NASA's next-generation moon rocket stands on launch complex at Cape Canaveral, Florida, U.S. August 30, 2022. © Steve Nerius, Reuters |
NASA aims to make a second attempt to launch its giant next-generation moon rocket on Saturday, Sept. 3, five days after a pair of technical issues foiled an initial try at getting the spacecraft off the ground for the first time, agency officials said on Tuesday.
But prospects for success on Saturday appeared clouded by
weather reports predicting just a 40% chance of favourable conditions that day,
while the U.S. space agency acknowledged some outstanding technical issues
remain to be solved.
At a media briefing a day after Monday's first countdown
ended with the flight scrubbed, NASA officials said Monday's experience was
useful in trouble-shooting some problems and that additional difficulties could
be worked through in the midst of a second launch try.
In that way, the launch exercise was serving essentially as
a real-time dress rehearsal that hopefully would conclude with an actual,
successful liftoff.
For now, NASA officials said, plans call for keeping the
32-story-tall Space Launch System (SLS) rocket and its Orion astronaut capsule
on its launch pad to avoid having to roll the massive spacecraft back into its
assembly building for a more extensive round of tests and repairs.
If all goes as hoped, the SLS will blast off from the
Kennedy Space Center in Cape Canaveral, Florida, on Saturday afternoon, during
a two-hour launch window that opens at 2:17 p.m., sending the Orion on an
uncrewed, six-week test flight around the moon and back.
The long-awaited voyage would kick off NASA's moon-to-Mars
Artemis program, the successor to the Apollo lunar project of the 1960s and
'70s, before U.S. human spaceflight efforts shifted to low-Earth orbit with
space shuttles and the International Space Station.
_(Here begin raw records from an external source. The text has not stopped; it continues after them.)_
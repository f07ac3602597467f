//! Reimport detection.
//!
//! # Role
//!
//! Decides whether two same-named registration candidates are one logical
//! definition re-executed (hot reload) rather than a genuine naming
//! collision. All rules must hold, evaluated in order, short-circuiting to
//! "genuine collision":
//!
//! | rule | effect |
//! |------|--------|
//! | kind | both types, or both callables; never cross-kind |
//! | identifier | identical simple identifier |
//! | qualified path | identical fully-qualified lexical path |
//! | module identity | **different**; same module means two definitions in one pass |
//! | origin | both resolvable, lexically canonicalized, identical |
//!
//! Definition line numbers are deliberately excluded so source edits that
//! shift positions across reloads still count as the same definition. An
//! unresolvable origin on either side fails safe to "not a reimport".

use std::path::{Component, Path, PathBuf};

use crate::variant::VariantMeta;

/// Returns true when `incoming` is a re-execution of `existing`.
pub fn is_reimport(existing: &VariantMeta, incoming: &VariantMeta) -> bool {
	if existing.kind != incoming.kind {
		return false;
	}

	match (&existing.ident, &incoming.ident) {
		(Some(a), Some(b)) if a == b => {}
		_ => return false,
	}

	match (&existing.qualified_path, &incoming.qualified_path) {
		(Some(a), Some(b)) if a == b => {}
		_ => return false,
	}

	match (&existing.module, &incoming.module) {
		(Some(a), Some(b)) if a != b => {}
		_ => return false,
	}

	match (&existing.origin, &incoming.origin) {
		(Some(a), Some(b)) => normalize_path(a) == normalize_path(b),
		_ => false,
	}
}

/// Lexically canonicalizes a path: drops `.`, resolves `..` against
/// preceding components, never touches the filesystem.
pub(crate) fn normalize_path(path: &Path) -> PathBuf {
	let mut out = PathBuf::new();
	for component in path.components() {
		match component {
			Component::CurDir => {}
			Component::ParentDir => {
				if !out.pop() {
					out.push(component);
				}
			}
			other => out.push(other),
		}
	}
	out
}
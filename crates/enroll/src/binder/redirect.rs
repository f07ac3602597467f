//! Redirect dispatch for mapping-contract method names.
//!
//! A variant body may redefine a method whose name the scope's mapping
//! contract also uses. A single overloaded name cannot serve both, so the
//! ambiguity is resolved by two explicitly named operations: type-level
//! resolution and instance-level resolution. With `redirect` on, a redefined
//! name dispatches to the scope implementation at type level and to the user
//! closure at instance level; with `redirect` off the user closure wins at
//! both levels.

use std::any::Any;
use std::fmt;
use std::sync::Arc;

use rustc_hash::FxHashMap as HashMap;

/// The fixed method-name set subject to redirect.
#[derive(Debug, Clone, Copy, PartialEq, Eq, Hash)]
pub enum ScopeMethod {
	Lookup,
	Size,
	Contains,
	Iter,
	Keys,
	Values,
	Items,
	GetOr,
	Clear,
}

impl ScopeMethod {
	pub const ALL: [ScopeMethod; 9] = [
		Self::Lookup,
		Self::Size,
		Self::Contains,
		Self::Iter,
		Self::Keys,
		Self::Values,
		Self::Items,
		Self::GetOr,
		Self::Clear,
	];

	pub fn name(self) -> &'static str {
		match self {
			Self::Lookup => "lookup",
			Self::Size => "size",
			Self::Contains => "contains",
			Self::Iter => "iter",
			Self::Keys => "keys",
			Self::Values => "values",
			Self::Items => "items",
			Self::GetOr => "get_or",
			Self::Clear => "clear",
		}
	}
}

impl fmt::Display for ScopeMethod {
	fn fmt(&self, f: &mut fmt::Formatter<'_>) -> fmt::Result {
		f.write_str(self.name())
	}
}

/// Opaque handle to a body-defined method. The engine resolves which side
/// dispatch lands on; invoking the handle is the embedder's concern.
pub type UserMethod = Arc<dyn Any + Send + Sync>;

/// Where an invocation of a mapping-contract method name lands.
#[derive(Clone)]
pub enum MethodDispatch {
	/// The scope's own implementation.
	Scope,
	/// The body-defined method.
	User(UserMethod),
}

impl fmt::Debug for MethodDispatch {
	fn fmt(&self, f: &mut fmt::Formatter<'_>) -> fmt::Result {
		match self {
			Self::Scope => f.write_str("MethodDispatch::Scope"),
			Self::User(_) => f.write_str("MethodDispatch::User(..)"),
		}
	}
}

/// Body-redefined mapping-contract methods captured at bind time.
#[derive(Clone, Default)]
pub struct MethodTable {
	redirect: bool,
	overrides: HashMap<ScopeMethod, UserMethod>,
}

impl MethodTable {
	pub(crate) fn new(redirect: bool, overrides: Vec<(ScopeMethod, UserMethod)>) -> Self {
		Self {
			redirect,
			overrides: overrides.into_iter().collect(),
		}
	}

	pub fn is_empty(&self) -> bool {
		self.overrides.is_empty()
	}

	pub fn has_override(&self, method: ScopeMethod) -> bool {
		self.overrides.contains_key(&method)
	}

	/// Resolution for an invocation at the type level.
	pub fn resolve_type_level(&self, method: ScopeMethod) -> MethodDispatch {
		match self.overrides.get(&method) {
			Some(user) if !self.redirect => MethodDispatch::User(Arc::clone(user)),
			_ => MethodDispatch::Scope,
		}
	}

	/// Resolution for an invocation on an instance.
	pub fn resolve_instance(&self, method: ScopeMethod) -> MethodDispatch {
		match self.overrides.get(&method) {
			Some(user) => MethodDispatch::User(Arc::clone(user)),
			None => MethodDispatch::Scope,
		}
	}
}

impl fmt::Debug for MethodTable {
	fn fmt(&self, f: &mut fmt::Formatter<'_>) -> fmt::Result {
		let mut names: Vec<&'static str> = self.overrides.keys().map(|m| m.name()).collect();
		names.sort_unstable();
		f.debug_struct("MethodTable")
			.field("redirect", &self.redirect)
			.field("overrides", &names)
			.finish()
	}
}
//! Registered values and their provenance metadata.
//!
//! A [`Variant`] is the unit of registration: a shared handle around an
//! opaque payload plus the [`VariantMeta`] provenance the reimport heuristic
//! compares. Hierarchy-bound variants additionally carry a child [`Scope`]
//! and weak links to their structural parents.
//!
//! Parent links are weak on purpose: a parent's scope holds its descendants
//! strongly, so a strong child→parent edge would close a reference cycle.
//! Hierarchy roots are expected to live in `static`s for the lifetime of the
//! program.

use std::any::Any;
use std::fmt;
use std::path::PathBuf;
use std::sync::{Arc, Weak};

use serde::{Deserialize, Serialize};

use crate::binder::redirect::MethodTable;
use crate::scope::Scope;

/// Broad kind of a registered value.
#[derive(Debug, Clone, Copy, PartialEq, Eq, Hash, Serialize, Deserialize)]
pub enum VariantKind {
	/// A type definition; may anchor a child scope.
	Type,
	/// A plain callable.
	Callable,
	/// A nested namespace registered by traversal.
	Namespace,
}

impl fmt::Display for VariantKind {
	fn fmt(&self, f: &mut fmt::Formatter<'_>) -> fmt::Result {
		match self {
			Self::Type => write!(f, "type"),
			Self::Callable => write!(f, "callable"),
			Self::Namespace => write!(f, "namespace"),
		}
	}
}

/// Identity of one execution of an enclosing module.
///
/// Two loads of the same source file (hot reload, dynamic re-link) carry the
/// same `path` but distinct `epoch`s; two definitions evaluated in a single
/// load share both.
#[derive(Debug, Clone, PartialEq, Eq, Hash, Serialize, Deserialize)]
pub struct ModuleId {
	path: String,
	epoch: u64,
}

impl ModuleId {
	pub fn new(path: impl Into<String>, epoch: u64) -> Self {
		Self {
			path: path.into(),
			epoch,
		}
	}

	pub fn path(&self) -> &str {
		&self.path
	}

	pub fn epoch(&self) -> u64 {
		self.epoch
	}
}

/// Provenance metadata attached to every variant.
#[derive(Debug, Clone)]
pub struct VariantMeta {
	/// Broad kind; reimport equivalence never crosses kinds.
	pub kind: VariantKind,
	/// Simple identifier the canonical key is derived from.
	pub ident: Option<String>,
	/// Fully-qualified lexical path (disambiguates same-named siblings).
	pub qualified_path: Option<String>,
	/// Identity of the enclosing module execution.
	pub module: Option<ModuleId>,
	/// Declared source-file origin, compared lexically canonicalized.
	pub origin: Option<PathBuf>,
}

impl VariantMeta {
	/// Minimal metadata: a kind and nothing else.
	pub fn bare(kind: VariantKind) -> Self {
		Self {
			kind,
			ident: None,
			qualified_path: None,
			module: None,
			origin: None,
		}
	}
}

struct VariantInner {
	meta: VariantMeta,
	payload: Arc<dyn Any + Send + Sync>,
	scope: Option<Scope>,
	parents: Vec<WeakVariant>,
	methods: MethodTable,
}

/// Shared handle to a registered value.
///
/// Cloning is cheap; identity (not payload equality) is what registration
/// and rereferencing compare, via [`Variant::same_as`].
#[derive(Clone)]
pub struct Variant {
	inner: Arc<VariantInner>,
}

impl Variant {
	/// Starts a builder for a plain (non-hierarchy) variant.
	pub fn builder(ident: impl Into<String>, kind: VariantKind) -> VariantBuilder {
		let mut meta = VariantMeta::bare(kind);
		meta.ident = Some(ident.into());
		VariantBuilder {
			meta,
			payload: None,
		}
	}

	/// A variant with no identifier; registration must supply an explicit
	/// name or fail with `CannotDeriveName`.
	pub fn anonymous(kind: VariantKind, payload: impl Any + Send + Sync) -> Self {
		Self::from_parts(
			VariantMeta::bare(kind),
			Arc::new(payload),
			None,
			Vec::new(),
			MethodTable::default(),
		)
	}

	/// A `Namespace`-kind variant fronting `scope`, so path lookup descends
	/// through it.
	pub(crate) fn namespace(ident: impl Into<String>, origin: Option<PathBuf>, scope: Scope) -> Self {
		let mut meta = VariantMeta::bare(VariantKind::Namespace);
		meta.ident = Some(ident.into());
		meta.origin = origin;
		Self::from_parts(meta, Arc::new(()), Some(scope), Vec::new(), MethodTable::default())
	}

	pub(crate) fn from_parts(
		meta: VariantMeta,
		payload: Arc<dyn Any + Send + Sync>,
		scope: Option<Scope>,
		parents: Vec<WeakVariant>,
		methods: MethodTable,
	) -> Self {
		Self {
			inner: Arc::new(VariantInner {
				meta,
				payload,
				scope,
				parents,
				methods,
			}),
		}
	}

	pub fn meta(&self) -> &VariantMeta {
		&self.inner.meta
	}

	pub fn kind(&self) -> VariantKind {
		self.inner.meta.kind
	}

	pub fn ident(&self) -> Option<&str> {
		self.inner.meta.ident.as_deref()
	}

	/// The child scope, when this variant anchors one.
	pub fn scope(&self) -> Option<Scope> {
		self.inner.scope.clone()
	}

	/// Downcasts the payload to a concrete type.
	pub fn payload<T: Any + Send + Sync>(&self) -> Option<Arc<T>> {
		Arc::clone(&self.inner.payload).downcast::<T>().ok()
	}

	/// Redirect method table captured at bind time.
	pub fn methods(&self) -> &MethodTable {
		&self.inner.methods
	}

	/// Structural parents that are still alive.
	pub fn parents(&self) -> Vec<Variant> {
		self.inner
			.parents
			.iter()
			.filter_map(WeakVariant::upgrade)
			.collect()
	}

	/// Identity comparison: two handles to the same registration.
	pub fn same_as(&self, other: &Variant) -> bool {
		Arc::ptr_eq(&self.inner, &other.inner)
	}

	pub fn downgrade(&self) -> WeakVariant {
		WeakVariant(Arc::downgrade(&self.inner))
	}
}

impl fmt::Debug for Variant {
	fn fmt(&self, f: &mut fmt::Formatter<'_>) -> fmt::Result {
		f.debug_struct("Variant")
			.field("kind", &self.inner.meta.kind)
			.field("ident", &self.inner.meta.ident)
			.field("qualified_path", &self.inner.meta.qualified_path)
			.finish()
	}
}

/// Weak counterpart to [`Variant`], used for owner and parent back-links.
#[derive(Clone)]
pub struct WeakVariant(Weak<VariantInner>);

impl WeakVariant {
	pub fn upgrade(&self) -> Option<Variant> {
		self.0.upgrade().map(|inner| Variant { inner })
	}
}

/// Builder for plain variants; the hierarchy binder assembles its own parts.
pub struct VariantBuilder {
	meta: VariantMeta,
	payload: Option<Arc<dyn Any + Send + Sync>>,
}

impl VariantBuilder {
	/// Sets the fully-qualified lexical path.
	pub fn qualified_path(mut self, path: impl Into<String>) -> Self {
		self.meta.qualified_path = Some(path.into());
		self
	}

	/// Sets the enclosing-module identity.
	pub fn module(mut self, path: impl Into<String>, epoch: u64) -> Self {
		self.meta.module = Some(ModuleId::new(path, epoch));
		self
	}

	/// Sets the source-file origin.
	pub fn origin(mut self, origin: impl Into<PathBuf>) -> Self {
		self.meta.origin = Some(origin.into());
		self
	}

	/// Sets the payload.
	pub fn payload(mut self, payload: impl Any + Send + Sync) -> Self {
		self.payload = Some(Arc::new(payload));
		self
	}

	pub fn build(self) -> Variant {
		Variant::from_parts(
			self.meta,
			self.payload.unwrap_or_else(|| Arc::new(())),
			None,
			Vec::new(),
			MethodTable::default(),
		)
	}
}
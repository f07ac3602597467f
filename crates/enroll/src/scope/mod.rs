//! Hierarchical key→variant containers.
//!
//! # Mental model
//!
//! | Type | Role |
//! |------|------|
//! | [`Scope`] | Insertion-ordered mapping plus the registration algorithm. |
//! | [`AliasSpec`] | Zero/one/many aliases accompanying a registration. |
//! | [`Fallback`] | Default for [`Scope::get_or`]: another key, or a value. |
//!
//! A scope is created once, at variant-declaration time, with a config copied
//! from its nearest structural ancestor; it is mutated incrementally as
//! descendants declare themselves and lives as long as its owning variant.
//! The `base` flag marks a hierarchy root that must never receive
//! registrations propagated up from descendants; it is permanent.
//!
//! Reads and writes lock per operation; no lock is held across a propagation
//! hop into another scope. Concurrent mutation is unsupported and must be
//! serialized by the caller.

mod register;
#[cfg(test)]
mod tests;

pub use register::AliasSpec;

use std::fmt;
use std::sync::Arc;

use indexmap::IndexMap;
use parking_lot::RwLock;
use serde::Serialize;

use crate::config::ScopeConfig;
use crate::format::key_split;
use crate::variant::{Variant, WeakVariant};

pub(crate) struct ScopeShared {
	config: ScopeConfig,
	name: Option<String>,
	base: bool,
	state: RwLock<ScopeState>,
}

#[derive(Default)]
struct ScopeState {
	entries: IndexMap<String, Variant>,
	owner: Option<WeakVariant>,
}

/// One registry container plus its configuration.
#[derive(Clone)]
pub struct Scope {
	shared: Arc<ScopeShared>,
}

/// Default for [`Scope::get_or`].
#[derive(Clone, Debug)]
pub enum Fallback {
	/// Resolve this key instead, recursively.
	Key(String),
	/// Return this variant as-is.
	Value(Variant),
}

impl From<&str> for Fallback {
	fn from(key: &str) -> Self {
		Self::Key(key.to_string())
	}
}

impl From<String> for Fallback {
	fn from(key: String) -> Self {
		Self::Key(key)
	}
}

impl From<Variant> for Fallback {
	fn from(value: Variant) -> Self {
		Self::Value(value)
	}
}

/// Serializable point-in-time view of a scope, for diagnostics.
#[derive(Debug, Clone, Serialize)]
pub struct ScopeSnapshot {
	pub name: Option<String>,
	pub base: bool,
	pub keys: Vec<String>,
}

impl Scope {
	/// Creates a scope with its own (already copied) configuration.
	pub fn new(config: ScopeConfig, name: Option<String>, base: bool) -> Self {
		Self {
			shared: Arc::new(ScopeShared {
				config,
				name,
				base,
				state: RwLock::new(ScopeState::default()),
			}),
		}
	}

	/// A free-standing scope: no name, not a hierarchy root.
	pub fn standalone(config: ScopeConfig) -> Self {
		Self::new(config, None, false)
	}

	pub fn config(&self) -> &ScopeConfig {
		&self.shared.config
	}

	/// This scope's own canonical key in its parent, if any.
	pub fn name(&self) -> Option<&str> {
		self.shared.name.as_deref()
	}

	/// True for hierarchy roots that never receive propagated registrations.
	pub fn is_base(&self) -> bool {
		self.shared.base
	}

	/// The variant this scope belongs to, while it is alive.
	pub fn owner(&self) -> Option<Variant> {
		self.shared.state.read().owner.as_ref().and_then(WeakVariant::upgrade)
	}

	pub(crate) fn bind_owner(&self, owner: &Variant) {
		self.shared.state.write().owner = Some(owner.downgrade());
	}

	/// Rebinds the owner back-reference, but only away from `old`.
	pub(crate) fn rebind_owner_from(&self, old: &Variant, new: &Variant) {
		let mut state = self.shared.state.write();
		let current = state.owner.as_ref().and_then(WeakVariant::upgrade);
		if current.is_some_and(|owner| owner.same_as(old)) {
			state.owner = Some(new.downgrade());
		}
	}

	/// Identity of the backing allocation, for visited-set guards.
	pub(crate) fn ptr_id(&self) -> usize {
		Arc::as_ptr(&self.shared) as usize
	}

	/// True when both handles refer to one scope.
	pub fn same_scope(&self, other: &Scope) -> bool {
		Arc::ptr_eq(&self.shared, &other.shared)
	}

	/// Number of keys registered directly in this scope.
	pub fn len(&self) -> usize {
		self.shared.state.read().entries.len()
	}

	pub fn is_empty(&self) -> bool {
		self.len() == 0
	}

	/// Resolves `key`, splitting on `.`/`/` and descending through child
	/// scopes. Each segment folds per the configuration of the scope being
	/// indexed at that level. `None` at the first unresolved segment.
	pub fn get(&self, key: &str) -> Option<Variant> {
		let mut segments = key_split(key).into_iter();
		let mut current = self.get_segment(segments.next()?)?;
		for segment in segments {
			current = current.scope()?.get_segment(segment)?;
		}
		Some(current)
	}

	fn get_segment(&self, segment: &str) -> Option<Variant> {
		let key = self.shared.config.fold(segment);
		self.shared.state.read().entries.get(&key).cloned()
	}

	/// Full-path membership test.
	pub fn contains(&self, key: &str) -> bool {
		self.get(key).is_some()
	}

	/// Resolves `key`, falling back to another key (resolved recursively) or
	/// a ready value.
	pub fn get_or(&self, key: &str, fallback: impl Into<Fallback>) -> Option<Variant> {
		self.get(key).or_else(|| match fallback.into() {
			Fallback::Key(other) => self.get(&other),
			Fallback::Value(value) => Some(value),
		})
	}

	/// Keys in insertion order.
	pub fn keys(&self) -> Vec<String> {
		self.shared.state.read().entries.keys().cloned().collect()
	}

	/// Values in insertion order; a variant reachable under several keys
	/// enumerates once per key.
	pub fn values(&self) -> Vec<Variant> {
		self.shared.state.read().entries.values().cloned().collect()
	}

	/// Key/value pairs in insertion order.
	pub fn entries(&self) -> Vec<(String, Variant)> {
		self.shared
			.state
			.read()
			.entries
			.iter()
			.map(|(k, v)| (k.clone(), v.clone()))
			.collect()
	}

	/// Empties the mapping. Scope identity, config, name, and owner are
	/// preserved.
	pub fn clear(&self) {
		self.shared.state.write().entries.clear();
	}

	/// Suggests the closest registered key, for did-you-mean diagnostics.
	pub fn closest_key(&self, key: &str) -> Option<String> {
		let folded = self.shared.config.fold(key);
		self.keys()
			.into_iter()
			.min_by_key(|k| strsim::levenshtein(&folded, k))
			.filter(|k| strsim::levenshtein(&folded, k) <= 3)
	}

	pub fn snapshot(&self) -> ScopeSnapshot {
		ScopeSnapshot {
			name: self.shared.name.clone(),
			base: self.shared.base,
			keys: self.keys(),
		}
	}

	pub(crate) fn label(&self) -> String {
		self.shared.name.clone().unwrap_or_else(|| "scope".to_string())
	}
}

impl fmt::Debug for Scope {
	fn fmt(&self, f: &mut fmt::Formatter<'_>) -> fmt::Result {
		f.debug_struct("Scope")
			.field("name", &self.shared.name)
			.field("base", &self.shared.base)
			.field("keys", &self.keys())
			.finish()
	}
}
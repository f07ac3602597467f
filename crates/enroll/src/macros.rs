//! Declaration macros.
//!
//! These are the explicit call sites standing in for an implicit
//! "new variant declared" hook: [`variant!`] stamps a value with its
//! declaration-site provenance, and [`submit_variant!`] additionally submits
//! it for link-time collection so any registry can sweep it in with
//! [`crate::DecoratorRegistry::extend_inventory`].

/// Builds a [`crate::Variant`] capturing declaration-site provenance:
/// qualified path, enclosing module identity, and source file.
///
/// The optional `epoch` distinguishes re-executions of the same module
/// (hot reload); it defaults to `0`.
///
/// ```
/// use enroll::VariantKind;
///
/// fn double(x: i64) -> i64 {
/// 	x * 2
/// }
///
/// let v = enroll::variant!(double, VariantKind::Callable, double as fn(i64) -> i64);
/// assert_eq!(v.ident(), Some("double"));
/// ```
#[macro_export]
macro_rules! variant {
	($ident:ident, $kind:expr, $payload:expr) => {
		$crate::variant!($ident, $kind, $payload, epoch: 0)
	};
	($ident:ident, $kind:expr, $payload:expr, epoch: $epoch:expr) => {
		$crate::Variant::builder(stringify!($ident), $kind)
			.qualified_path(concat!(module_path!(), "::", stringify!($ident)))
			.module(module_path!(), $epoch)
			.origin(file!())
			.payload($payload)
			.build()
	};
}

/// Declares a variant for link-time collection.
///
/// Expands to a constructor function plus an `inventory` submission, so the
/// declaration alone makes the variant discoverable by name once a registry
/// sweeps the inventory.
#[macro_export]
macro_rules! submit_variant {
	($ident:ident, $kind:expr, $payload:expr) => {
		$crate::paste::paste! {
			fn [<__enroll_submit_ $ident>]() -> $crate::Variant {
				$crate::variant!($ident, $kind, $payload)
			}

			$crate::inventory::submit! {
				$crate::VariantReg([<__enroll_submit_ $ident>])
			}
		}
	};
}
//! Per-scope naming and collision configuration.
//!
//! Every scope owns exactly one [`ScopeConfig`], copied (never shared) from
//! the nearest ancestor scope at creation time and then locally overridden
//! through a [`ScopePatch`]. A variant's own canonical name is derived under
//! its parent's configuration, so the copy happens before the patch applies.

use std::fmt;
use std::sync::Arc;

use regex::Regex;
use serde::{Deserialize, Serialize};

use crate::error::RegistryError;
use crate::format;

/// User-supplied rewrite applied after the mechanical formatting passes.
pub type NameTransform = Arc<dyn Fn(&str) -> String + Send + Sync>;

/// Naming and collision policy for one scope.
#[derive(Clone, Serialize, Deserialize)]
#[serde(default)]
pub struct ScopeConfig {
	/// Keep key case as-is; lookups stop folding too.
	pub case_sensitive: bool,
	/// Raw identifiers must start with this (empty = no-op).
	pub prefix: String,
	/// Remove the matched prefix from the derived key.
	pub strip_prefix: bool,
	/// Raw identifiers must end with this (empty = no-op).
	pub suffix: String,
	/// Remove the matched suffix from the derived key.
	pub strip_suffix: bool,
	/// Anchored validation pattern raw identifiers must fully match.
	#[serde(with = "pattern_serde")]
	pub pattern: Option<Regex>,
	/// Convert `PascalCase`/`camelCase` identifiers to `snake_case`.
	pub snake_case: bool,
	/// Replace underscores with hyphens.
	pub hyphen: bool,
	/// Arbitrary rewrite, applied last before case folding.
	#[serde(skip)]
	pub transform: Option<NameTransform>,
	/// Write a scope's owning variant into its own mapping.
	pub register_self: bool,
	/// Forward registrations past the immediate parent when the parent
	/// agrees.
	pub recursive: bool,
	/// Let a new registration displace an existing key.
	pub overwrite: bool,
	/// Split type-level vs instance-level dispatch for mapping-contract
	/// methods the variant body redefines.
	pub redirect: bool,
}

impl Default for ScopeConfig {
	fn default() -> Self {
		Self {
			case_sensitive: false,
			prefix: String::new(),
			strip_prefix: true,
			suffix: String::new(),
			strip_suffix: true,
			pattern: None,
			snake_case: false,
			hyphen: false,
			transform: None,
			register_self: false,
			recursive: true,
			overwrite: false,
			redirect: true,
		}
	}
}

impl fmt::Debug for ScopeConfig {
	fn fmt(&self, f: &mut fmt::Formatter<'_>) -> fmt::Result {
		f.debug_struct("ScopeConfig")
			.field("case_sensitive", &self.case_sensitive)
			.field("prefix", &self.prefix)
			.field("strip_prefix", &self.strip_prefix)
			.field("suffix", &self.suffix)
			.field("strip_suffix", &self.strip_suffix)
			.field("pattern", &self.pattern.as_ref().map(Regex::as_str))
			.field("snake_case", &self.snake_case)
			.field("hyphen", &self.hyphen)
			.field("transform", &self.transform.as_ref().map(|_| ".."))
			.field("register_self", &self.register_self)
			.field("recursive", &self.recursive)
			.field("overwrite", &self.overwrite)
			.field("redirect", &self.redirect)
			.finish()
	}
}

impl ScopeConfig {
	/// Derives the canonical key for `raw` under this configuration.
	pub fn format(&self, raw: &str) -> Result<String, RegistryError> {
		format::format(self, raw)
	}

	/// Folds a lookup key segment per `case_sensitive`.
	pub fn fold(&self, key: &str) -> String {
		if self.case_sensitive {
			key.to_string()
		} else {
			key.to_lowercase()
		}
	}

	/// Returns a copy with `patch` applied.
	pub fn patched(&self, patch: ScopePatch) -> Self {
		let mut config = self.clone();
		patch.apply(&mut config);
		config
	}
}

/// Declaration-site overrides for an inherited [`ScopeConfig`].
///
/// Unset fields leave the inherited value untouched.
#[derive(Clone, Default)]
pub struct ScopePatch {
	case_sensitive: Option<bool>,
	prefix: Option<String>,
	strip_prefix: Option<bool>,
	suffix: Option<String>,
	strip_suffix: Option<bool>,
	pattern: Option<Option<Regex>>,
	snake_case: Option<bool>,
	hyphen: Option<bool>,
	transform: Option<Option<NameTransform>>,
	register_self: Option<bool>,
	recursive: Option<bool>,
	overwrite: Option<bool>,
	redirect: Option<bool>,
}

macro_rules! patch_setter {
	($field:ident, bool) => {
		pub fn $field(mut self, value: bool) -> Self {
			self.$field = Some(value);
			self
		}
	};
	($field:ident, str) => {
		pub fn $field(mut self, value: impl Into<String>) -> Self {
			self.$field = Some(value.into());
			self
		}
	};
}

impl ScopePatch {
	pub fn new() -> Self {
		Self::default()
	}

	patch_setter!(case_sensitive, bool);
	patch_setter!(prefix, str);
	patch_setter!(strip_prefix, bool);
	patch_setter!(suffix, str);
	patch_setter!(strip_suffix, bool);
	patch_setter!(snake_case, bool);
	patch_setter!(hyphen, bool);
	patch_setter!(register_self, bool);
	patch_setter!(recursive, bool);
	patch_setter!(overwrite, bool);
	patch_setter!(redirect, bool);

	/// Sets the validation pattern, anchored to a full match.
	pub fn pattern(mut self, source: &str) -> Result<Self, regex::Error> {
		let anchored = Regex::new(&format!("^(?:{source})$"))?;
		self.pattern = Some(Some(anchored));
		Ok(self)
	}

	/// Clears an inherited validation pattern.
	pub fn clear_pattern(mut self) -> Self {
		self.pattern = Some(None);
		self
	}

	/// Sets the custom name transform.
	pub fn transform(mut self, f: impl Fn(&str) -> String + Send + Sync + 'static) -> Self {
		self.transform = Some(Some(Arc::new(f)));
		self
	}

	/// Clears an inherited transform.
	pub fn clear_transform(mut self) -> Self {
		self.transform = Some(None);
		self
	}

	/// Applies set fields onto `config` in place.
	pub fn apply(self, config: &mut ScopeConfig) {
		if let Some(v) = self.case_sensitive {
			config.case_sensitive = v;
		}
		if let Some(v) = self.prefix {
			config.prefix = v;
		}
		if let Some(v) = self.strip_prefix {
			config.strip_prefix = v;
		}
		if let Some(v) = self.suffix {
			config.suffix = v;
		}
		if let Some(v) = self.strip_suffix {
			config.strip_suffix = v;
		}
		if let Some(v) = self.pattern {
			config.pattern = v;
		}
		if let Some(v) = self.snake_case {
			config.snake_case = v;
		}
		if let Some(v) = self.hyphen {
			config.hyphen = v;
		}
		if let Some(v) = self.transform {
			config.transform = v;
		}
		if let Some(v) = self.register_self {
			config.register_self = v;
		}
		if let Some(v) = self.recursive {
			config.recursive = v;
		}
		if let Some(v) = self.overwrite {
			config.overwrite = v;
		}
		if let Some(v) = self.redirect {
			config.redirect = v;
		}
	}
}

mod pattern_serde {
	use regex::Regex;
	use serde::{Deserialize, Deserializer, Serialize, Serializer};

	pub fn serialize<S: Serializer>(pattern: &Option<Regex>, ser: S) -> Result<S::Ok, S::Error> {
		pattern.as_ref().map(Regex::as_str).serialize(ser)
	}

	pub fn deserialize<'de, D: Deserializer<'de>>(de: D) -> Result<Option<Regex>, D::Error> {
		Option::<String>::deserialize(de)?
			.map(|source| Regex::new(&source).map_err(serde::de::Error::custom))
			.transpose()
	}
}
NASA's initial Artemis I launch attempt on Monday ended
after data showed that one of the rocket's main-stage engines failed to reach
the proper pre-launch temperature required for ignition, forcing a halt to the
countdown and a postponement.
Speaking to reporters on Tuesday, mission managers said they
believe a faulty sensor in the rocket's engine section was the culprit for the
engine cooling issue.
As a remedy for Saturday's attempt, mission managers plan to
begin that engine-cooling process roughly 30 minutes earlier in the launch
countdown, NASA's Artemis launch director Charlie Blackwell-Thompson said. But
a full explanation for the faulty sensor requires more data analysis by
engineers.
"The way the sensor is behaving doesn't line up with
the physics of the situation," said John Honeycutt, NASA's SLS program
manager.
The sensor was last checked and calibrated months ago in the
rocket factory, Honeycutt said. Replacing the sensor would require rolling the
rocket back to its assembly building, a process that could delay the mission
for months.
The first voyage of the SLS-Orion, a mission dubbed Artemis
I, aims to put the 5.75-million-pound vehicle through its paces in a rigorous
demonstration flight pushing its design limits, before NASA deems it reliable
enough to carry astronauts.
Named for the goddess who was Apollo's twin sister in
ancient Greek mythology, Artemis seeks to return astronauts to the moon's
surface as early as 2025, though many experts believe that time frame will
likely slip by a few years.
The last humans to walk on the moon were the two-man descent
team of Apollo 17 in 1972, following in the footsteps of 10 other astronauts
during five earlier missions beginning with Apollo 11 in 1969.
Artemis also is enlisting commercial and international help
to eventually establish a long-term lunar base as a stepping stone to even more
ambitious human voyages to Mars, a goal NASA officials say would probably take
until at least the late 2030s to achieve.
But NASA has many steps to take along the way, starting with
getting the SLS-Orion vehicle into space.